Up until the end of 2011, the rules required that the first fighter called wear the blue judogi. But if you understand how a competition draw is structured, the top ranked fighters are always seeded first. This meant that the first judoka called were the top competitors, were always in blue, and invariably drew more attention from the television cameras. Similarly, photographs of the champions also showed them competing in blue, and then on the medal podium, still wearing their blue judogi.

As a result many junior judoka wanted to emulate their heroes by buy and training in blue judogi, which created a number of problems. First, the white judogi is still mandatory for all competitors, and even if blue gi are permitted, each player is still required to have a white one. Blue gi are also forbidden at traditional kohaku style red and white shiai. Another problem arose when manufacturers complained about the increased number of blue judogi that they had to produce to meet the unexpected demand.

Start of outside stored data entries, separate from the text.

//! Read projections assembled from the ball log.
//!
//! A scorecard never trusts stored aggregates: every over and innings total
//! is refolded from the deliveries before it is served.

use crate::domain::{Ball, Innings, Match, Over};
use rust_decimal::Decimal;
use serde::{Deserialize, Serialize};

/// Extras conceded, split by kind.
#[derive(Debug, Clone, Copy, Default, PartialEq, Eq, Serialize, Deserialize)]
pub struct ExtrasSummary {
    pub byes: u32,
    pub leg_byes: u32,
    pub wides: u32,
    pub no_balls: u32,
    pub total: u32,
}

impl ExtrasSummary {
    pub fn from_balls<'a>(balls: impl IntoIterator<Item = &'a Ball>) -> Self {
        let mut extras = balls
            .into_iter()
            .map(Ball::tally)
            .fold(ExtrasSummary::default(), |mut acc, t| {
                acc.byes += t.byes;
                acc.leg_byes += t.leg_byes;
                acc.wides += t.wides;
                acc.no_balls += t.no_balls;
                acc
            });
        extras.total = extras.byes + extras.leg_byes + extras.wides + extras.no_balls;
        extras
    }
}

/// An over with its deliveries in bowling order.
#[derive(Debug, Clone, PartialEq, Eq, Serialize, Deserialize)]
pub struct OverView {
    pub over: Over,
    pub balls: Vec<Ball>,
}

impl OverView {
    /// Sort deliveries and refold the over's totals from them.
    pub fn assemble(mut over: Over, mut balls: Vec<Ball>) -> Self {
        balls.sort_by_key(|b| b.ball_number);
        over.recompute(&balls);
        OverView { over, balls }
    }
}

/// Compact live score line.
#[derive(Debug, Clone, PartialEq, Eq, Serialize, Deserialize)]
pub struct ScoreLine {
    pub innings_number: u8,
    pub runs: u32,
    pub wickets: u32,
    pub overs: String,
}

impl ScoreLine {
    pub fn of(innings: &Innings) -> Self {
        ScoreLine {
            innings_number: innings.innings_number,
            runs: innings.total_runs,
            wickets: innings.total_wickets,
            overs: innings.overs_display(),
        }
    }
}

/// One innings of the scorecard.
#[derive(Debug, Clone, PartialEq, Eq, Serialize, Deserialize)]
pub struct InningsCard {
    pub innings: Innings,
    pub batting_team_name: String,
    pub overs_display: String,
    #[serde(with = "rust_decimal::serde::float")]
    pub overs: Decimal,
    #[serde(with = "rust_decimal::serde::float")]
    pub run_rate: Decimal,
    pub extras: ExtrasSummary,
    pub over_history: Vec<OverView>,
}

/// Whole-match projection served to live viewers.
#[derive(Debug, Clone, PartialEq, Eq, Serialize, Deserialize)]
pub struct Scorecard {
    #[serde(rename = "match")]
    pub fixture: Match,
    pub innings: Vec<InningsCard>,
    /// Runs the second side needs, once the first innings is complete.
    #[serde(skip_serializing_if = "Option::is_none")]
    pub target: Option<u32>,
    #[serde(skip_serializing_if = "Option::is_none")]
    pub result_summary: Option<String>,
}

impl Scorecard {
    /// Build the projection from raw entities.
    pub fn assemble(fixture: Match, innings: Vec<(Innings, Vec<OverView>)>) -> Self {
        let mut cards: Vec<InningsCard> = innings
            .into_iter()
            .map(|(mut innings, mut overs)| {
                overs.sort_by_key(|o| o.over.over_number);
                let totals: Vec<Over> = overs.iter().map(|o| o.over.clone()).collect();
                innings.recompute(&totals);
                InningsCard {
                    batting_team_name: fixture.team_name(innings.batting_team).to_string(),
                    overs_display: innings.overs_display(),
                    overs: innings.overs(),
                    run_rate: innings.run_rate(),
                    extras: ExtrasSummary::from_balls(overs.iter().flat_map(|o| &o.balls)),
                    innings,
                    over_history: overs,
                }
            })
            .collect();
        cards.sort_by_key(|c| c.innings.innings_number);

        let target = cards
            .iter()
            .find(|c| c.innings.innings_number == 1 && !c.innings.is_in_progress())
            .map(|c| c.innings.total_runs + 1);

        Scorecard {
            result_summary: fixture.result_summary(),
            fixture,
            innings: cards,
            target,
        }
    }

    pub fn innings(&self, innings_number: u8) -> Option<&InningsCard> {
        self.innings
            .iter()
            .find(|c| c.innings.innings_number == innings_number)
    }
}

#[cfg(test)]
mod tests {
    use super::*;
    use crate::domain::{
        BallEvent, BallType, InningsStatus, MatchId, NewMatch, RunType, Team, TossDecision,
    };

    fn fixture() -> Match {
        Match::schedule(NewMatch {
            series_id: "s1".to_string(),
            match_number: 3,
            team_a: "Lions".to_string(),
            team_b: "Tigers".to_string(),
            total_overs: 2,
            toss_winner: Team::A,
            toss_decision: TossDecision::Bat,
        })
    }

    fn delivery(over: &Over, n: u32, ball_type: BallType, run_type: RunType, runs: u8, byes: u8) -> Ball {
        let event = BallEvent {
            match_id: MatchId::new(),
            innings_number: 1,
            ball_type,
            run_type,
            runs,
            byes,
            wicket: None,
        };
        Ball::record(over.id, n, &event)
    }

    #[test]
    fn test_extras_summary_by_kind() {
        let over = Over::open(crate::domain::InningsId::new(), 1);
        let balls = vec![
            delivery(&over, 1, BallType::Wide, RunType::WideExtra, 1, 0),
            delivery(&over, 2, BallType::NoBall, RunType::NoBallExtra, 2, 0),
            delivery(&over, 3, BallType::Good, RunType::LegBye, 1, 0),
            delivery(&over, 4, BallType::Good, RunType::Bat, 0, 2),
            delivery(&over, 5, BallType::Good, RunType::Bat, 4, 0),
        ];
        let extras = ExtrasSummary::from_balls(&balls);
        assert_eq!(extras.wides, 1);
        assert_eq!(extras.no_balls, 2);
        assert_eq!(extras.leg_byes, 1);
        assert_eq!(extras.byes, 2);
        assert_eq!(extras.total, 6);
    }

    #[test]
    fn test_assemble_ignores_stale_stored_totals() {
        let m = fixture();
        let mut innings = Innings::open(m.id, 1, Team::A);
        innings.total_runs = 999;
        let mut over = Over::open(innings.id, 1);
        over.total_runs = 500;
        let balls = vec![
            delivery(&over, 2, BallType::Good, RunType::Bat, 6, 0),
            delivery(&over, 1, BallType::Good, RunType::Bat, 1, 0),
        ];

        let card = Scorecard::assemble(m, vec![(innings, vec![OverView::assemble(over, balls)])]);
        let first = card.innings(1).unwrap();
        assert_eq!(first.innings.total_runs, 7);
        assert_eq!(first.over_history[0].over.total_runs, 7);
        assert_eq!(first.over_history[0].balls[0].ball_number, 1);
        assert_eq!(first.overs_display, "0.2");
        assert_eq!(first.batting_team_name, "Lions");
        assert!(card.target.is_none());
    }

    #[test]
    fn test_target_after_first_innings() {
        let m = fixture();
        let mut innings = Innings::open(m.id, 1, Team::A);
        innings.status = InningsStatus::Completed;
        let over = Over::open(innings.id, 1);
        let balls = vec![delivery(&over, 1, BallType::Good, RunType::Bat, 3, 0)];
        let card = Scorecard::assemble(m, vec![(innings, vec![OverView::assemble(over, balls)])]);
        assert_eq!(card.target, Some(4));
    }
}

So as of 2012, and in deference to the traditions of judo, the order has been reversed. The first fighter called is now required to wear white and the second blue. And for all medal ceremonies, the winners must wear their white judogi on the podium. The anticipated result is that the champions will be seen and photographed fighting and medaling in white – as it should be.
International competition aside, at the club level I have no problem with my students training in a blue judogi, if that is the only one they have. But I explain to them, and their parents, that the white judogi is still mandatory for competition. For new students, our dojo only stocks and sells white judogi. If they want a blue one they will have to buy it themselves (but it is discouraged). Similarly, if we have a new student who turns up in a jujitsu gi, compete with all the patches, advertising, and tighter fit, then I explain that they can use that gi in the interim (two weeks), but they must purchase a proper judogi.
On that subject, what are the acceptable patches or adornments to a judogi?

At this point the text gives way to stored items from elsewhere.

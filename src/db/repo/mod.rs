//! Repository layer for database operations.
//!
//! This module provides the `Repository` struct, the SQLite implementation of
//! [`ScoreStore`]. Methods are organized across submodules by entity:
//! - `matches.rs` - Match fixtures and series listings
//! - `innings.rs` - Innings rows
//! - `overs.rs` - Over rows
//! - `balls.rs` - Ball rows and the over-opening append

mod balls;
mod innings;
mod matches;
mod overs;

use crate::domain::{Ball, BallId, Innings, InningsId, Match, MatchId, Over, OverId};
use crate::store::{ScoreStore, StoreError};
use async_trait::async_trait;
use sqlx::sqlite::{SqlitePool, SqliteRow};
use sqlx::Row;
use std::fmt::Display;
use std::str::FromStr;

/// Repository for database operations.
#[derive(Debug, Clone)]
pub struct Repository {
    pool: SqlitePool,
}

impl Repository {
    /// Create a new repository with the given connection pool.
    pub fn new(pool: SqlitePool) -> Self {
        Repository { pool }
    }
}

/// Parse a text column into a domain value.
fn decode<T>(row: &SqliteRow, column: &str) -> Result<T, StoreError>
where
    T: FromStr,
    T::Err: Display,
{
    let raw: String = row.try_get(column)?;
    raw.parse::<T>()
        .map_err(|e| StoreError::Backend(format!("corrupt {} column: {}", column, e)))
}

/// Read an integer column into a narrower unsigned type.
fn int<T>(row: &SqliteRow, column: &str) -> Result<T, StoreError>
where
    T: TryFrom<i64>,
{
    let raw: i64 = row.try_get(column)?;
    T::try_from(raw)
        .map_err(|_| StoreError::Backend(format!("{} out of range: {}", column, raw)))
}

/// Fail with `NotFound` when an update or delete matched no row.
fn expect_row(rows_affected: u64, what: impl Display) -> Result<(), StoreError> {
    if rows_affected == 0 {
        return Err(StoreError::NotFound(what.to_string()));
    }
    Ok(())
}

#[async_trait]
impl ScoreStore for Repository {
    async fn create_match(&self, fixture: &Match) -> Result<(), StoreError> {
        self.insert_match(fixture).await
    }

    async fn get_match(&self, id: MatchId) -> Result<Match, StoreError> {
        self.fetch_match(id).await
    }

    async fn list_matches_by_series(&self, series_id: &str) -> Result<Vec<Match>, StoreError> {
        self.query_matches_by_series(series_id).await
    }

    async fn count_matches_by_series(&self, series_id: &str) -> Result<u64, StoreError> {
        self.query_match_count(series_id).await
    }

    async fn update_match(&self, fixture: &Match) -> Result<(), StoreError> {
        self.store_match(fixture).await
    }

    async fn create_innings(&self, innings: &Innings) -> Result<(), StoreError> {
        self.insert_innings(innings).await
    }

    async fn get_innings(
        &self,
        match_id: MatchId,
        innings_number: u8,
    ) -> Result<Option<Innings>, StoreError> {
        self.fetch_innings(match_id, innings_number).await
    }

    async fn list_innings(&self, match_id: MatchId) -> Result<Vec<Innings>, StoreError> {
        self.query_innings(match_id).await
    }

    async fn update_innings(&self, innings: &Innings) -> Result<(), StoreError> {
        self.store_innings(innings).await
    }

    async fn get_over(&self, id: OverId) -> Result<Over, StoreError> {
        self.fetch_over(id).await
    }

    async fn list_overs(&self, innings_id: InningsId) -> Result<Vec<Over>, StoreError> {
        self.query_overs(innings_id).await
    }

    async fn update_over(&self, over: &Over) -> Result<(), StoreError> {
        self.store_over(over).await
    }

    async fn delete_over(&self, id: OverId) -> Result<(), StoreError> {
        self.remove_over(id).await
    }

    async fn append_ball(&self, new_over: Option<&Over>, ball: &Ball) -> Result<(), StoreError> {
        self.insert_ball(new_over, ball).await
    }

    async fn list_balls(&self, over_id: OverId) -> Result<Vec<Ball>, StoreError> {
        self.query_balls(over_id).await
    }

    async fn delete_ball(&self, id: BallId) -> Result<(), StoreError> {
        self.remove_ball(id).await
    }

    async fn ping(&self) -> Result<(), StoreError> {
        sqlx::query("SELECT 1").execute(&self.pool).await?;
        Ok(())
    }
}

Even in traditional judo it is acceptable to have your name and your club logo on your judogi, but it should be clean and simple
The judogi manufacturer’s logo can be on the sleeve (i.e. Mizuno), or shoulder (i.e. Adidas)
A dojo or national team patch can be embroidered on the front left chest
Your name can be embroidered on the bottom of the jacket in English script, or in Japanese down the lapel, just above the IJF or manufacturer’s label
Your name can be embroidered in small script on the top left of the pants in English, or in Japanese near the label
National and International competition patches are sewn to the back, along with the competitor’s name. There is also some allowance for limited sponsorship markings (See IJF / USA Judo rules for exact dimensions)
For juniors, unless they are national level competitors, it is generally not recommended that they embroider their names on the judogi since they are growing so fast. We also encourage the parents to donate used judogi back to the dojo for future beginners and hardship cases, where the parents may not be able to afford a new judogi.

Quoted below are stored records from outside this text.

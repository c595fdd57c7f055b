//! Over operations for the repository.

use crate::domain::{InningsId, Over, OverId, TimeMs};
use crate::store::StoreError;
use sqlx::sqlite::SqliteRow;
use sqlx::{Row, Sqlite, Transaction};

use super::{decode, expect_row, int, Repository};

fn over_from_row(row: &SqliteRow) -> Result<Over, StoreError> {
    Ok(Over {
        id: decode(row, "id")?,
        innings_id: decode(row, "innings_id")?,
        over_number: int(row, "over_number")?,
        total_runs: int(row, "total_runs")?,
        legal_balls: int(row, "legal_balls")?,
        wickets: int(row, "wickets")?,
        status: decode(row, "status")?,
        created_at: TimeMs::new(row.try_get("created_at")?),
    })
}

/// Insert an over inside an open transaction.
pub(super) async fn insert_over_tx(
    tx: &mut Transaction<'_, Sqlite>,
    over: &Over,
) -> Result<(), StoreError> {
    sqlx::query(
        r#"
        INSERT INTO overs (
            id, innings_id, over_number, total_runs, legal_balls, wickets, status, created_at
        ) VALUES (?, ?, ?, ?, ?, ?, ?, ?)
        "#,
    )
    .bind(over.id.to_string())
    .bind(over.innings_id.to_string())
    .bind(i64::from(over.over_number))
    .bind(i64::from(over.total_runs))
    .bind(i64::from(over.legal_balls))
    .bind(i64::from(over.wickets))
    .bind(over.status.as_str())
    .bind(over.created_at.as_i64())
    .execute(&mut **tx)
    .await?;

    Ok(())
}

impl Repository {
    pub(super) async fn fetch_over(&self, id: OverId) -> Result<Over, StoreError> {
        let row = sqlx::query("SELECT * FROM overs WHERE id = ?")
            .bind(id.to_string())
            .fetch_optional(&self.pool)
            .await?;

        match row {
            Some(row) => over_from_row(&row),
            None => Err(StoreError::NotFound(format!("over {}", id))),
        }
    }

    pub(super) async fn query_overs(&self, innings_id: InningsId) -> Result<Vec<Over>, StoreError> {
        let rows = sqlx::query("SELECT * FROM overs WHERE innings_id = ? ORDER BY over_number ASC")
            .bind(innings_id.to_string())
            .fetch_all(&self.pool)
            .await?;

        rows.iter().map(over_from_row).collect()
    }

    pub(super) async fn store_over(&self, over: &Over) -> Result<(), StoreError> {
        let result = sqlx::query(
            r#"
            UPDATE overs
            SET total_runs = ?, legal_balls = ?, wickets = ?, status = ?
            WHERE id = ?
            "#,
        )
        .bind(i64::from(over.total_runs))
        .bind(i64::from(over.legal_balls))
        .bind(i64::from(over.wickets))
        .bind(over.status.as_str())
        .bind(over.id.to_string())
        .execute(&self.pool)
        .await?;

        expect_row(result.rows_affected(), format!("over {}", over.id))
    }

    /// Delete an over; its balls go with it through the cascade.
    pub(super) async fn remove_over(&self, id: OverId) -> Result<(), StoreError> {
        let result = sqlx::query("DELETE FROM overs WHERE id = ?")
            .bind(id.to_string())
            .execute(&self.pool)
            .await?;

        expect_row(result.rows_affected(), format!("over {}", id))
    }
}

Finally, most referees can tell just by looking at a judoka if his or her judogi is too short to meet competition standards. For example, the sleeves must come to within 5 cm (2.5”) of the wrist bone with the arms extended; and a closed fist should reach to the bottom of the jacket. Understanding that judogi can shrink after washing, but as with jeans (which should never be washed in the same load as a judogi), they can be stretched back out by pulling on the sleeves while still damp (about one inch). But as a coach I keep a sokuteiki on hand to gauge the judogi of my players before they attend a tournament.

So for all you Smurfs out there – invest in a good quality white judogi and keep the blue one for the Nationals.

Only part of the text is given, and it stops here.